Les batteries LFP s’affirment comme le maillon fort de la transition énergétique

« En 2025, l’ensemble des batteries présentées au SNEC Storage à Shanghai étaient en LFP, signe que cette chimie s’est imposée comme la nouvelle norme », raconte Lionel Perret, responsable secteur énergies renouvelables chez Planair.

Les batteries LFP s’affirment comme le maillon fort de la transition énergétique
Lionel Perret, responsable secteur énergies renouvelables chez Planair.

Pendant des années, les batteries ont été considérées comme le maillon faible de la transition énergétique. On les associait aux impacts environnementaux liés à l’extraction du cobalt et du nickel, aux chimies NMC très denses, à une durée de vie jugée trop courte — environ 1 500 cycles, soit à peine quatre ans d’usage quotidien — ainsi qu’à un risque d’explosion, chaque incident faisant la une.

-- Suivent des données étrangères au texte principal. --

//! Per-assignment notification handle given to workers.

use std::fmt;
use std::sync::Weak;

use crate::request::FetchEvent;
use crate::worker::WorkerId;

use super::QueueShared;

/// Assignment generation of a worker. Events carrying a ticket other than
/// the worker's outstanding one are stale and get dropped.
#[derive(Debug, Clone, Copy, PartialEq, Eq, Hash)]
pub(crate) struct Ticket(pub(crate) u64);

/// Where a worker sends the notifications of its current assignment.
///
/// Each emit is relayed under the queue lock: it reaches the request only
/// while the assignment that issued this sink is still bound.
#[derive(Clone)]
pub struct EventSink {
    shared: Weak<QueueShared>,
    worker: WorkerId,
    ticket: Ticket,
}

impl EventSink {
    pub(crate) fn new(shared: Weak<QueueShared>, worker: WorkerId, ticket: Ticket) -> Self {
        Self {
            shared,
            worker,
            ticket,
        }
    }

    pub fn worker(&self) -> WorkerId {
        self.worker
    }

    /// Relays `event` to the dispatch queue. No-op once the queue is gone.
    pub fn emit(&self, event: FetchEvent) {
        if let Some(shared) = self.shared.upgrade() {
            shared.relay(self.worker, self.ticket, event);
        }
    }
}

impl fmt::Debug for EventSink {
    fn fmt(&self, f: &mut fmt::Formatter<'_>) -> fmt::Result {
        f.debug_struct("EventSink")
            .field("worker", &self.worker)
            .field("ticket", &self.ticket.0)
            .finish()
    }
}
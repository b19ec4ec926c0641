use fetchq_core::logging;

mod cli;

use crate::cli::CliCommand;

#[tokio::main]
async fn main() {
    // Initialize logging as early as possible.
    if let Err(file_err) = logging::init_logging() {
        if let Err(err) = logging::init_logging_stderr() {
            eprintln!("fetchq: logging disabled: {:#} ({:#})", err, file_err);
        }
    }

    // Parse CLI and dispatch.
    if let Err(err) = CliCommand::run_from_args().await {
        eprintln!("fetchq error: {:#}", err);
        std::process::exit(1);
    }
}
pub mod config;
pub mod logging;

pub mod error;
pub mod queue;
pub mod request;
pub mod worker;

pub use error::FetchError;
pub use queue::{DispatchQueue, QueueSnapshot};
pub use request::{CookieJar, Descriptor, FetchEvent, FetchRequest, Method, RequestId, RequestParams};
pub use worker::{default_pool_size, CurlWorker, EventSink, FetchWorker, WorkerId};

Cette perception contraste fortement avec la tolérance dont bénéficient encore les risques associés aux combustibles fossiles. L’incendie qui a paralysé le parking du centre-ville de Neuchâtel le 28 août 2025, provoqué par une voiture à moteur thermique et non électrique, en est une illustration parfaite : on banalise les risques fossiles, mais on dramatise le moindre événement impliquant une batterie. Une grande partie de ces critiques appartient toutefois déjà au passé.

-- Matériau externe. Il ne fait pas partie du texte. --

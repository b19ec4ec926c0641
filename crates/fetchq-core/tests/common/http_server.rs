//! Minimal HTTP/1.1 server for integration tests.
//!
//! Routes:
//! - `/text`    200 text/plain body
//! - `/bytes`   200 application/octet-stream, bytes 0..=255
//! - `/missing` 404
//! - `/slow`    waits `SLOW_DELAY` before answering 200 text/plain
//! - `/echo`    200 text/plain: method, request target, Cookie header and body, one per line
//! - `/cookie`  200 with `Set-Cookie: session=abc; Path=/`
//! - `/login`   302 to `/echo` with `Set-Cookie: sid=xyz; Path=/`

use std::io::{Read, Write};
use std::net::{TcpListener, TcpStream};
use std::thread;
use std::time::Duration;

pub const TEXT_BODY: &str = "hello from fetchq";
/// Longer than any test waits, so `/slow` only ends early through an abort.
pub const SLOW_DELAY: Duration = Duration::from_secs(60);

/// Starts the server in a background thread. Returns the base URL
/// (e.g. "http://127.0.0.1:12345/"). The server runs until the process exits.
pub fn start() -> String {
    let listener = TcpListener::bind("127.0.0.1:0").expect("bind");
    let port = listener.local_addr().unwrap().port();
    thread::spawn(move || {
        for stream in listener.incoming().flatten() {
            thread::spawn(move || handle(stream));
        }
    });
    format!("http://127.0.0.1:{}/", port)
}

struct Request {
    method: String,
    target: String,
    cookie: String,
    body: Vec<u8>,
}

fn read_request(stream: &mut TcpStream) -> Option<Request> {
    let mut buf = Vec::new();
    let mut chunk = [0u8; 4096];
    let header_end = loop {
        let n = stream.read(&mut chunk).ok()?;
        if n == 0 {
            return None;
        }
        buf.extend_from_slice(&chunk[..n]);
        if let Some(pos) = buf.windows(4).position(|w| w == b"\r\n\r\n") {
            break pos + 4;
        }
    };
    let head = std::str::from_utf8(&buf[..header_end]).ok()?.to_string();
    let mut lines = head.lines();
    let mut request_line = lines.next()?.split_whitespace();
    let method = request_line.next()?.to_string();
    let target = request_line.next()?.to_string();
    let mut content_length = 0usize;
    let mut cookie = String::new();
    for line in lines {
        if let Some((name, value)) = line.split_once(':') {
            let name = name.trim();
            if name.eq_ignore_ascii_case("content-length") {
                content_length = value.trim().parse().unwrap_or(0);
            } else if name.eq_ignore_ascii_case("cookie") {
                cookie = value.trim().to_string();
            }
        }
    }
    let mut body = buf[header_end..].to_vec();
    while body.len() < content_length {
        let n = stream.read(&mut chunk).ok()?;
        if n == 0 {
            break;
        }
        body.extend_from_slice(&chunk[..n]);
    }
    Some(Request {
        method,
        target,
        cookie,
        body,
    })
}

fn respond(stream: &mut TcpStream, status: &str, extra_headers: &str, content_type: &str, body: &[u8]) {
    let head = format!(
        "HTTP/1.1 {}\r\nContent-Type: {}\r\nContent-Length: {}\r\nConnection: close\r\n{}\r\n",
        status,
        content_type,
        body.len(),
        extra_headers
    );
    let _ = stream.write_all(head.as_bytes());
    let _ = stream.write_all(body);
}

fn handle(mut stream: TcpStream) {
    let _ = stream.set_read_timeout(Some(Duration::from_secs(5)));
    let _ = stream.set_write_timeout(Some(Duration::from_secs(5)));
    let Some(req) = read_request(&mut stream) else {
        return;
    };
    let path = req.target.split('?').next().unwrap_or("").to_string();
    match path.as_str() {
        "/text" => respond(&mut stream, "200 OK", "", "text/plain; charset=utf-8", TEXT_BODY.as_bytes()),
        "/bytes" => {
            let body: Vec<u8> = (0..=255u8).collect();
            respond(&mut stream, "200 OK", "", "application/octet-stream", &body);
        }
        "/slow" => {
            thread::sleep(SLOW_DELAY);
            respond(&mut stream, "200 OK", "", "text/plain", b"slow");
        }
        "/echo" => {
            let body = format!(
                "{}\n{}\n{}\n{}",
                req.method,
                req.target,
                req.cookie,
                String::from_utf8_lossy(&req.body)
            );
            respond(&mut stream, "200 OK", "", "text/plain", body.as_bytes());
        }
        "/cookie" => respond(
            &mut stream,
            "200 OK",
            "Set-Cookie: session=abc; Path=/\r\n",
            "text/plain",
            b"ok",
        ),
        "/login" => respond(
            &mut stream,
            "302 Found",
            "Set-Cookie: sid=xyz; Path=/\r\nLocation: /echo\r\n",
            "text/plain",
            b"redirecting",
        ),
        _ => respond(&mut stream, "404 Not Found", "", "text/plain", b"not found"),
    }
}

Le standard LFP et la réalité industrielle

Les standards de sécurité ont profondément évolué. Le « test au tournevis » popularisé par BYD illustre bien cette nouvelle génération de batteries LFP : même perforées, les cellules conservent une température maîtrisée, garantissant ainsi un haut niveau de sécurité. La chimie LFP, à base de lithium, de fer et de phosphate, s’impose désormais comme référence dans l’industrie. Le lithium est plus abondant que d’autres matériaux critiques et l’absence de cobalt et de nickel limite plusieurs risques. La nouvelle Renault électrique en est d’ailleurs équipée. Peu à peu, cette technologie LFP s’affirme comme le standard, y compris dans la mobilité électrique.

Malheureusement, une campagne de désinformation se poursuit en parallèle. Elle est alimentée par la menace que représentent les batteries sur deux fronts clés pour les énergies fossiles:

  • Dans les réseaux électriques : Le stockage constitue désormais un concurrent direct des centrales fossiles. En Californie, en seulement deux ans, les batteries ont permis de déplacer les pointes de consommation liées au solaire vers les heures de fin de journée. Résultat : une baisse de 37 % de l’usage du gaz fossile pour produire de l’électricité. Cette diminution, concentrée sur les périodes les plus coûteuses, a provoqué un effondrement des revenus des centrales fossiles de pointe — celles mobilisées lors des pics de demande — compromettant leur rentabilité. Le même phénomène est observable au Texas, terre emblématique des énergies fossiles américaines.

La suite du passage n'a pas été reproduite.